Once again, mega investments, projects worth at least $1 billion of capital investment, were a key theme in 2023, with 179 such announcements. These projects were spread across many industries, but fell primarily in energy, electronics, metals and automotive areas.
Most Investments in Renewables
The renewable energy sector retained its position as the sector with the highest capital investment for the fourth year in a row, despite a 6.6% decline from $372.5 billion in 2022 to $348 billion in 2023, the report said.
The total investment in 2023 was spread between 856 projects, up 53% from the previous year. The three largest subsectors in terms of capital investment were also tied to the renewable energy industry, with ‘other electric power generation’ having captured $150.3 billion worth of FDI, followed by solar electric power at $95.5 billion and wind electric power at $75.8 billion.
The electronic components sector ranked second by FDI capital investment in 2023 and saw a 24% increase from $92.9 billion in 2022 to $114.8 billion in 2023. This growth was largely driven by significant investments in batteries and all other electrical equipment & components, subsectors, amounting to $69.7 billion and $33.3 billion in 2023 respectively.
The electronic components sector saw a 37% increase in FDI project numbers from 501 to 688 between 2022 and 2023. That same sector overtook the software and IT services sector as the top creator of FDI jobs, jumping from approximately 131,700 in 2022 to 335,000 in 2023, a 154% increase.
The coal, oil and gas sector ranked third for capital investment last year despite a 19% decline from $115.8 billion to $93.9 billion between 2022 and 2023. The sector saw a 13% increase in projects over the period, from 125 to 141, and a 34% fall in job creation from approximately 42,100 to 27,800.
Petroleum refineries and oil and gas extraction were the largest contributors to the sector’s capital investment, seeing investment pledges of $36.6 billion and $22.7 billion respectively.

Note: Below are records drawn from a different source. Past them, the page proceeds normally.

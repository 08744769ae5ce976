// SPDX-FileCopyrightText: 2026 Relaydesk Contributors
// SPDX-License-Identifier: MIT OR Apache-2.0

//! Staff commands. Parsing is deliberately small: the interesting work is
//! the hand-off into the entity layer.

use relaydesk_core::{EventMeta, RelaydeskError, RoomInfo, TicketStatus};
use tracing::debug;

use crate::dispatcher::Dispatcher;
use crate::entities::{Chat, Ticket, User};
use crate::resolver::{RequiredState, RoomState};

pub(crate) async fn execute(
    ctx: &Dispatcher,
    room: &RoomInfo,
    meta: &EventMeta,
    body: &str,
) -> Result<(), RelaydeskError> {
    let rest = body
        .strip_prefix(&ctx.config.bot.command_prefix)
        .unwrap_or(body)
        .trim();
    let mut parts = rest.split_whitespace();
    let Some(command) = parts.next() else {
        return Ok(());
    };

    if ctx.repo.get_staff(&meta.sender).await?.is_none() {
        notice(ctx, &room.room_id, "Only staff can use commands.").await;
        return Ok(());
    }

    match command {
        "claim" => claim(ctx, room, meta).await,
        "close" => close(ctx, room, meta).await,
        "open" => {
            let anon_id = parts.next().map(|s| s.to_string());
            let name = parts.collect::<Vec<_>>().join(" ");
            open(ctx, room, meta, anon_id.as_deref(), &name).await
        }
        "chat" => chat(ctx, room, meta, parts.next()).await,
        other => {
            debug!(sender = %meta.sender, command = other, "unknown command");
            notice(ctx, &room.room_id, &format!("Unknown command: {other}")).await;
            Ok(())
        }
    }
}

/// Assign the sender to the ticket bound to the current room.
async fn claim(
    ctx: &Dispatcher,
    room: &RoomInfo,
    meta: &EventMeta,
) -> Result<(), RelaydeskError> {
    let mut state = RoomState::new(&ctx.config.rooms, room, meta);
    if !state
        .resolve(
            RequiredState::Ticket,
            ctx.repo.as_ref(),
            &ctx.ticket_cache,
            ctx.transport.as_ref(),
            ctx.config.rooms.management_room_id.as_deref(),
        )
        .await?
    {
        return Ok(());
    }
    let ticket = state.ticket.as_ref().unwrap();
    ticket.claim(ctx.repo.as_ref(), &meta.sender).await?;
    notice(
        ctx,
        &room.room_id,
        &format!("Ticket #{} claimed.", ticket.record.id),
    )
    .await;
    Ok(())
}

/// Close the ticket bound to the current room and clear the owner's current
/// ticket pointer.
async fn close(
    ctx: &Dispatcher,
    room: &RoomInfo,
    meta: &EventMeta,
) -> Result<(), RelaydeskError> {
    let mut state = RoomState::new(&ctx.config.rooms, room, meta);
    if !state
        .resolve(
            RequiredState::Ticket,
            ctx.repo.as_ref(),
            &ctx.ticket_cache,
            ctx.transport.as_ref(),
            ctx.config.rooms.management_room_id.as_deref(),
        )
        .await?
    {
        return Ok(());
    }
    let ticket = state.ticket.as_mut().unwrap();
    ticket
        .set_status(ctx.repo.as_ref(), &ctx.ticket_cache, TicketStatus::Closed)
        .await?;

    if let Some(mut user) =
        User::get_by_anon_id(ctx.repo.as_ref(), &ticket.record.anon_id).await?
        && user.record.current_ticket_id == Some(ticket.record.id)
    {
        user.set_current_ticket(ctx.repo.as_ref(), None).await?;
    }

    notice(
        ctx,
        &room.room_id,
        &format!("Ticket #{} closed.", ticket.record.id),
    )
    .await;
    ctx.notify_management(&format!("Ticket #{} closed.", ticket.record.id))
        .await;
    Ok(())
}

/// Open a new ticket for a user, create its room, and invite the sender.
async fn open(
    ctx: &Dispatcher,
    room: &RoomInfo,
    meta: &EventMeta,
    anon_id: Option<&str>,
    name: &str,
) -> Result<(), RelaydeskError> {
    let mut state = RoomState::new(&ctx.config.rooms, room, meta);
    if !state
        .resolve(
            RequiredState::Management,
            ctx.repo.as_ref(),
            &ctx.ticket_cache,
            ctx.transport.as_ref(),
            ctx.config.rooms.management_room_id.as_deref(),
        )
        .await?
    {
        return Ok(());
    }
    let (Some(anon_id), false) = (anon_id, name.is_empty()) else {
        notice(ctx, &room.room_id, "Usage: open <anonymized id> <ticket name>").await;
        return Ok(());
    };
    let Some(mut user) = User::get_by_anon_id(ctx.repo.as_ref(), anon_id).await? else {
        notice(ctx, &room.room_id, &format!("No user known as {anon_id}.")).await;
        return Ok(());
    };

    let mut ticket =
        Ticket::create(ctx.repo.as_ref(), &ctx.ticket_cache, anon_id, name).await?;
    user.set_current_ticket(ctx.repo.as_ref(), Some(ticket.record.id))
        .await?;
    let room_id = ticket
        .create_room(ctx.transport.as_ref(), ctx.repo.as_ref(), &ctx.ticket_cache, &[])
        .await?;
    ticket
        .invite_to_room(ctx.transport.as_ref(), &meta.sender)
        .await?;

    notice(
        ctx,
        &room.room_id,
        &format!(
            "Ticket #{} ({name}) opened for {anon_id} in {room_id}.",
            ticket.record.id
        ),
    )
    .await;
    Ok(())
}

/// Open a standing anonymized chat with a user, outside any ticket.
async fn chat(
    ctx: &Dispatcher,
    room: &RoomInfo,
    meta: &EventMeta,
    anon_id: Option<&str>,
) -> Result<(), RelaydeskError> {
    let mut state = RoomState::new(&ctx.config.rooms, room, meta);
    if !state
        .resolve(
            RequiredState::Management,
            ctx.repo.as_ref(),
            &ctx.ticket_cache,
            ctx.transport.as_ref(),
            ctx.config.rooms.management_room_id.as_deref(),
        )
        .await?
    {
        return Ok(());
    }
    let Some(anon_id) = anon_id else {
        notice(ctx, &room.room_id, "Usage: chat <anonymized id>").await;
        return Ok(());
    };
    let Some(mut user) = User::get_by_anon_id(ctx.repo.as_ref(), anon_id).await? else {
        notice(ctx, &room.room_id, &format!("No user known as {anon_id}.")).await;
        return Ok(());
    };

    let room_id = ctx
        .transport
        .create_room(&format!("chat-{anon_id}"), &[meta.sender.clone()])
        .await?;
    Chat::create(ctx.repo.as_ref(), &room_id, anon_id).await?;
    user.set_current_chat_room(ctx.repo.as_ref(), Some(&room_id))
        .await?;

    notice(
        ctx,
        &room.room_id,
        &format!("Chat with {anon_id} opened in {room_id}."),
    )
    .await;
    Ok(())
}

async fn notice(ctx: &Dispatcher, room_id: &str, text: &str) {
    if let Err(e) = ctx.transport.send_text(room_id, text, true).await {
        tracing::warn!(room_id = room_id, error = %e, "failed to send command reply");
    }
}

The semiconductor sector experienced a large decline in capital investment between 2022 and 2023, falling 50% from $109.5 billion to $55.2 billion. In the same period, semiconductor projects fell by only 2.8%, showing that the average capital investment per project has reduced by 48% from an average of $771 million in 2022 to $504.5 million in 2023.
Conversely, the sector saw a 13% increase in job creation from approximately 47,700 in 2022 to 53,800 in 2023, perhaps marking a shift to more labour-intensive projects in countries with cheaper labour costs such as India, Vietnam and Mexico.